→ **Raw data**:
※ ※ ※
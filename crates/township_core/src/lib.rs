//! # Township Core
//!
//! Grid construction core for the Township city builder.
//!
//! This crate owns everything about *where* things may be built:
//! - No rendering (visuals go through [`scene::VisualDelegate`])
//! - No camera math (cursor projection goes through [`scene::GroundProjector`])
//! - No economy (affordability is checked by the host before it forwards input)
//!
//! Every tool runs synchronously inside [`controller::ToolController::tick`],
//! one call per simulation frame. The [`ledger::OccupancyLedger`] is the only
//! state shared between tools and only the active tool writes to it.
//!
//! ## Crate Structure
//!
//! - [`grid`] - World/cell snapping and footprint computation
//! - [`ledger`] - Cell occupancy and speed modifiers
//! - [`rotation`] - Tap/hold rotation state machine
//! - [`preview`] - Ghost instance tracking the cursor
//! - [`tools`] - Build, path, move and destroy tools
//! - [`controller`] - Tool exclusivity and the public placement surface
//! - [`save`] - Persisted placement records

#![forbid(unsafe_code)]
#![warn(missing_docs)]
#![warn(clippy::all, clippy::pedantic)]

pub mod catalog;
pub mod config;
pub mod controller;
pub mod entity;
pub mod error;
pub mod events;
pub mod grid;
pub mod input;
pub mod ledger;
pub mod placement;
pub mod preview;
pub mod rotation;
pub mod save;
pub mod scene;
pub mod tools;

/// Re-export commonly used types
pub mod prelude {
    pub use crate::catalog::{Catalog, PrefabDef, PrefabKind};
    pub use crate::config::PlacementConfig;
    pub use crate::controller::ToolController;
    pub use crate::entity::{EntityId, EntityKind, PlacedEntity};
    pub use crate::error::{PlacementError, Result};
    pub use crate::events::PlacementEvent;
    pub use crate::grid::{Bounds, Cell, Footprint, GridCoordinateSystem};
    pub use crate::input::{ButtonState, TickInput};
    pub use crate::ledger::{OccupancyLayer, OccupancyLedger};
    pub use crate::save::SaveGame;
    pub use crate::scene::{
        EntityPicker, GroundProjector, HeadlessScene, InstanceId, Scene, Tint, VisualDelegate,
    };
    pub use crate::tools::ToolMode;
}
※ ※ ※
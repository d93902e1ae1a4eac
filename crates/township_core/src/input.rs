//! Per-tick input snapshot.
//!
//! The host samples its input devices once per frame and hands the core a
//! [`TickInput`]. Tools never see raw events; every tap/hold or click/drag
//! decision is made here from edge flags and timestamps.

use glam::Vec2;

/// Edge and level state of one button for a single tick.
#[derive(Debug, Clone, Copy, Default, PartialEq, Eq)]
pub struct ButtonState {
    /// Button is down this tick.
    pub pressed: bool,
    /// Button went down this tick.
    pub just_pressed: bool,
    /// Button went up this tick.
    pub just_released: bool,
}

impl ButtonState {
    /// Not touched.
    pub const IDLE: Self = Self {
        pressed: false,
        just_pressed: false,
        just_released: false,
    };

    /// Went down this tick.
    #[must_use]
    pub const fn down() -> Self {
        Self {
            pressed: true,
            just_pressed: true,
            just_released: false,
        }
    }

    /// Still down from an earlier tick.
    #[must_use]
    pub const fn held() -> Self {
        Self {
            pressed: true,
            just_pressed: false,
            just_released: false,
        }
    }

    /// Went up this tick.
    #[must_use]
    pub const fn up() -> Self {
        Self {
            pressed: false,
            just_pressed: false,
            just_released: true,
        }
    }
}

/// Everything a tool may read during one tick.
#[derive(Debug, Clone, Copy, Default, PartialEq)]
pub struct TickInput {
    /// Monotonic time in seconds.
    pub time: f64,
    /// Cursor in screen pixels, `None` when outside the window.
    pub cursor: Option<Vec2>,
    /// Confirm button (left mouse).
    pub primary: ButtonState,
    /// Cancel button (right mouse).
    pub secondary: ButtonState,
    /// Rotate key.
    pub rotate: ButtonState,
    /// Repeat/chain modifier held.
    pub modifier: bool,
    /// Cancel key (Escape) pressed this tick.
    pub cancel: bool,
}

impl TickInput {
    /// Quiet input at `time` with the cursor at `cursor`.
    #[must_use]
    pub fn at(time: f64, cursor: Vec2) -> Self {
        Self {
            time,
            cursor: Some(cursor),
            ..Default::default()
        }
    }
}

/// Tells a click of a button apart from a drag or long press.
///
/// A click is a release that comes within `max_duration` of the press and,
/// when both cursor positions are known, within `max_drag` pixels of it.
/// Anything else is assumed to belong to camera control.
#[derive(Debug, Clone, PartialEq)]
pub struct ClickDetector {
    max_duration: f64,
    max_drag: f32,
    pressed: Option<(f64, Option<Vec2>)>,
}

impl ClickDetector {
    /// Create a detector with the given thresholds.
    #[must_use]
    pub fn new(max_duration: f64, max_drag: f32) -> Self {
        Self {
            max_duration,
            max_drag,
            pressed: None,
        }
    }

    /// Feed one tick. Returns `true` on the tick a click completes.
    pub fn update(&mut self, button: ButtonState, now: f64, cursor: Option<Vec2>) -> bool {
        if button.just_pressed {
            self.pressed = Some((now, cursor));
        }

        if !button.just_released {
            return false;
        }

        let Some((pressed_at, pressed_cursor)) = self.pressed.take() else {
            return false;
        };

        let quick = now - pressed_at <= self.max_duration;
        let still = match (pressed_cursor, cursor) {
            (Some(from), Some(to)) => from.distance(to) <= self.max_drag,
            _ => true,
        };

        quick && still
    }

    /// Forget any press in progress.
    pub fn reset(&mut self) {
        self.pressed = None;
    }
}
※ ※ ※
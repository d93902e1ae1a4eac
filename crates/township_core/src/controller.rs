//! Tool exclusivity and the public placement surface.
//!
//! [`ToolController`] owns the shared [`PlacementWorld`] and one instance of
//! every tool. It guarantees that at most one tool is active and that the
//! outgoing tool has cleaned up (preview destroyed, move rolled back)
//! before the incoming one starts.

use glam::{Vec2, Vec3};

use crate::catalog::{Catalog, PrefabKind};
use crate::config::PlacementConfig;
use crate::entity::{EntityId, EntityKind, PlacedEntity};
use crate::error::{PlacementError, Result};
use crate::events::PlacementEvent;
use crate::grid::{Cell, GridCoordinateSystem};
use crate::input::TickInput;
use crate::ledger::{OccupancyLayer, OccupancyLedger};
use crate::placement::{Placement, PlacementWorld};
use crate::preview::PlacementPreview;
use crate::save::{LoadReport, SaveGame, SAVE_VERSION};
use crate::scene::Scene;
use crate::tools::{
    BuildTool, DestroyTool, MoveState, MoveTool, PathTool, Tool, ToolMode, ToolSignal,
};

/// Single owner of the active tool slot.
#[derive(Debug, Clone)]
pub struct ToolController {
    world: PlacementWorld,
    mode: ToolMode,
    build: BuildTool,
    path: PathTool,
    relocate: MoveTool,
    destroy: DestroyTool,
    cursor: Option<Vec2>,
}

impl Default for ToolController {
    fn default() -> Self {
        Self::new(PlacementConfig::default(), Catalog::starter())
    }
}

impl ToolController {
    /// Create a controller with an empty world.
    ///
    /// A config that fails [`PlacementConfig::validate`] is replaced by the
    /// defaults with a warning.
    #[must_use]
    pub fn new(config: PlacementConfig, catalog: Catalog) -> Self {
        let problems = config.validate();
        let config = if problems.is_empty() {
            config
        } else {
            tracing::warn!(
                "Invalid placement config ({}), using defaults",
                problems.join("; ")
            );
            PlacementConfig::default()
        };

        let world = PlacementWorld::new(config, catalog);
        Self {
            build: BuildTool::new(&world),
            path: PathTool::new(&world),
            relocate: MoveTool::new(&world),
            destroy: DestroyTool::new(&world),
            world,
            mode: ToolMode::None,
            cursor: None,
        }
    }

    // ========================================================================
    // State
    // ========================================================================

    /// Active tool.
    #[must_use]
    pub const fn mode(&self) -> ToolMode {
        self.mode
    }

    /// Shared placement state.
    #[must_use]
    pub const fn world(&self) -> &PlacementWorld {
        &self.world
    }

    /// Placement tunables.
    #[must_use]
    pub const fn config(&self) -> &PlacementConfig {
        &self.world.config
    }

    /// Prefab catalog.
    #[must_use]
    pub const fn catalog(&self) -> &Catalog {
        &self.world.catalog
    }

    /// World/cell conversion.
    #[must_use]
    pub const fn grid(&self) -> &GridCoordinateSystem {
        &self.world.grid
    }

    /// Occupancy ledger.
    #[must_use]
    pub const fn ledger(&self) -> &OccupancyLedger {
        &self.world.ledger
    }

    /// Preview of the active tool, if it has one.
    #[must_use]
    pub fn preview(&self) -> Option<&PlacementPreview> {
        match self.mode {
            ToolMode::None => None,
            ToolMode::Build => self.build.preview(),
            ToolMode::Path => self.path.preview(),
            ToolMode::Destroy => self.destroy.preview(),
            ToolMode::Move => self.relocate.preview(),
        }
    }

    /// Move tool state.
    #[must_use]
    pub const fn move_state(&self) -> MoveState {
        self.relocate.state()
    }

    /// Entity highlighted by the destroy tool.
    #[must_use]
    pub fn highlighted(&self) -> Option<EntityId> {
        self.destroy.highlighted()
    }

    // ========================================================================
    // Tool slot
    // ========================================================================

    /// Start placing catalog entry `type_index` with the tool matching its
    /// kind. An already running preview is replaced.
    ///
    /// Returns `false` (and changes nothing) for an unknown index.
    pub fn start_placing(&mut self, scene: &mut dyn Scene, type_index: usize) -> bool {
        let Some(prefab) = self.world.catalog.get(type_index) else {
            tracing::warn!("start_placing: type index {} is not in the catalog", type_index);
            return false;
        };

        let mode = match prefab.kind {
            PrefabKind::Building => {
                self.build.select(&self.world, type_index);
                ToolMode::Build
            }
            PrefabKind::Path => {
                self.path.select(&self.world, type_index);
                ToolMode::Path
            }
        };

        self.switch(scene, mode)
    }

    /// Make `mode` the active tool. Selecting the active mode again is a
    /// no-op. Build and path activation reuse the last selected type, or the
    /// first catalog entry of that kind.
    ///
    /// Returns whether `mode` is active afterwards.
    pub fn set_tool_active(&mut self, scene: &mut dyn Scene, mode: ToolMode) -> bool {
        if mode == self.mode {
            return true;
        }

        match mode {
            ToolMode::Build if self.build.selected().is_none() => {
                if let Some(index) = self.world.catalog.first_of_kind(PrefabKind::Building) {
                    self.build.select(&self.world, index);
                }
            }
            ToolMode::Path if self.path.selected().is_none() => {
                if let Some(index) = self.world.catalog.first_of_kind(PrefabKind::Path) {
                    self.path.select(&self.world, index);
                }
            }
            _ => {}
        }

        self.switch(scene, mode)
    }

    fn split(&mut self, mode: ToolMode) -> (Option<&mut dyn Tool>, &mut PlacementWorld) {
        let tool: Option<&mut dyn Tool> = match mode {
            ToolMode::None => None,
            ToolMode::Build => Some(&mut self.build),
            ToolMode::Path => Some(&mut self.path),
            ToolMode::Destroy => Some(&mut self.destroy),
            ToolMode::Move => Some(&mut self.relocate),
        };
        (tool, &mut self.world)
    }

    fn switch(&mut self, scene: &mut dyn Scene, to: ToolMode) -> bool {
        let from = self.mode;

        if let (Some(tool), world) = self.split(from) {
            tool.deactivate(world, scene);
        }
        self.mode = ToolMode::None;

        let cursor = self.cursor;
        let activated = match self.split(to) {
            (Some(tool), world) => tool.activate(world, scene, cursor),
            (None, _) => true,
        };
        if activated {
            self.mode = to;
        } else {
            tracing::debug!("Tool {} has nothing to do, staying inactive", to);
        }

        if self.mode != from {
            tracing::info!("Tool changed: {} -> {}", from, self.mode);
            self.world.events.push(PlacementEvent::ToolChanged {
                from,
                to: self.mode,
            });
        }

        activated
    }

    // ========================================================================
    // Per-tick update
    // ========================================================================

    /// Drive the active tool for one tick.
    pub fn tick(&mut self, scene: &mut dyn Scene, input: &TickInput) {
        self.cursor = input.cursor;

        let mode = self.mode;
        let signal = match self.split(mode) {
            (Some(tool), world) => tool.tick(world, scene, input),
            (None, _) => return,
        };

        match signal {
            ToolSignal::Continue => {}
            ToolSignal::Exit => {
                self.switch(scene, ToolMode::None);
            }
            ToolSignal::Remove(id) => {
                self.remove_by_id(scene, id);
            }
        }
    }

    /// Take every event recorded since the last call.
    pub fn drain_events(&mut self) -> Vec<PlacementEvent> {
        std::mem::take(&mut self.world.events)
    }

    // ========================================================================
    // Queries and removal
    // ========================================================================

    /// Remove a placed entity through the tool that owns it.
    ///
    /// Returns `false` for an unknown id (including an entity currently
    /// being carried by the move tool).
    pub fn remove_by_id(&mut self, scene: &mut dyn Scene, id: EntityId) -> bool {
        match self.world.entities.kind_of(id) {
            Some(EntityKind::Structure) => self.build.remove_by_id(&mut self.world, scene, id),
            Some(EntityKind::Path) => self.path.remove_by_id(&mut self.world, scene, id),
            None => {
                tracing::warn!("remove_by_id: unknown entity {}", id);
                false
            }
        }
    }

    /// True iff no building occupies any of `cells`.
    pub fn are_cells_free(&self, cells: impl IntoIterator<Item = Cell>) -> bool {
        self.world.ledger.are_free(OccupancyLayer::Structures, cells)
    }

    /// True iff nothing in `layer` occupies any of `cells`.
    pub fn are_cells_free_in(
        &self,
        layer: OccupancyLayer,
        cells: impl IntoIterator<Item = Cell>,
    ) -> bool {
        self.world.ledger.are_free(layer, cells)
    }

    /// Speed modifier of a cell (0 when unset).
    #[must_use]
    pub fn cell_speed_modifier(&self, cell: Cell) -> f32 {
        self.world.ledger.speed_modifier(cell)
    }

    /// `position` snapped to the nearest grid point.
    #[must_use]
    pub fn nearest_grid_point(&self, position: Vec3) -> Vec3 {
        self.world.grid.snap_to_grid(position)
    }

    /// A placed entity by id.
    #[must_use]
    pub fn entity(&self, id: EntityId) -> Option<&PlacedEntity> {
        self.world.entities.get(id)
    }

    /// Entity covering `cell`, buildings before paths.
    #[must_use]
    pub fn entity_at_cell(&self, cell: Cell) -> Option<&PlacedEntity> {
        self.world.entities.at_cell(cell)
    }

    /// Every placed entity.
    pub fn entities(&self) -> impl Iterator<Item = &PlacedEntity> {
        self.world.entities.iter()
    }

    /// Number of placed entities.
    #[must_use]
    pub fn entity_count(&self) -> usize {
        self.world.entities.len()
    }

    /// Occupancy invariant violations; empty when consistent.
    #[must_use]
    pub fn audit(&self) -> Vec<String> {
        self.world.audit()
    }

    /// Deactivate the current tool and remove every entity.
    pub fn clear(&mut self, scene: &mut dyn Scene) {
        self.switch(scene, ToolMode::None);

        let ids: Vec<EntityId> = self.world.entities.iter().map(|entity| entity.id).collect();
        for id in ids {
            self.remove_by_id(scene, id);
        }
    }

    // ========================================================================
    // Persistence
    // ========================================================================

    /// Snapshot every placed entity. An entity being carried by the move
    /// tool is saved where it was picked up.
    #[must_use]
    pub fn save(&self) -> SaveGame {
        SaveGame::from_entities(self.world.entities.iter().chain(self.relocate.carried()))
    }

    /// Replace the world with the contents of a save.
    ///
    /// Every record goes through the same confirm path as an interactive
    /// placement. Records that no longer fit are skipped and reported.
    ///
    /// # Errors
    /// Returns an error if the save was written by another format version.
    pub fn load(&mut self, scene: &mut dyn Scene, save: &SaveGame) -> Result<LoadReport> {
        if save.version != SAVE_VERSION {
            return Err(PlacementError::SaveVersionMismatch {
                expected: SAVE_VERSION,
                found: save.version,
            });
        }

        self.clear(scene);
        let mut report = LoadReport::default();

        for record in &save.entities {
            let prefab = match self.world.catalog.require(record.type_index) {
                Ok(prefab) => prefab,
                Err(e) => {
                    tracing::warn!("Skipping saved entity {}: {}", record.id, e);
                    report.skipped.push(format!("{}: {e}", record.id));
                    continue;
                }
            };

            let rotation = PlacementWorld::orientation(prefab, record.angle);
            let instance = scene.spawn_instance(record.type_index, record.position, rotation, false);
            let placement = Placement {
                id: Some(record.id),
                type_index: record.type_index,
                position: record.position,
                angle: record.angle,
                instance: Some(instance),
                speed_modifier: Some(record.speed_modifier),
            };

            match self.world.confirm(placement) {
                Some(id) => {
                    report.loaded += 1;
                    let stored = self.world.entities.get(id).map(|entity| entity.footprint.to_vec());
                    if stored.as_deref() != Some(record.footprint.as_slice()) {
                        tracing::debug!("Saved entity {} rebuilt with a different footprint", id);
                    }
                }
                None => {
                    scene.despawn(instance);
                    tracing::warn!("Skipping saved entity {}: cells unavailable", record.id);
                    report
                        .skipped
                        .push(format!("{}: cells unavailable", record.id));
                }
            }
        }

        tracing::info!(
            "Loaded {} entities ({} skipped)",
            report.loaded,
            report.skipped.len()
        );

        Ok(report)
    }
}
※ ※ ※
→ **Task description**: Wherever the word "frame" appears in the listing above, copy that line.

→ **Response**:
//! one call per simulation frame. The [`ledger::OccupancyLedger`] is the only
//! The host samples its input devices once per frame and hands the core a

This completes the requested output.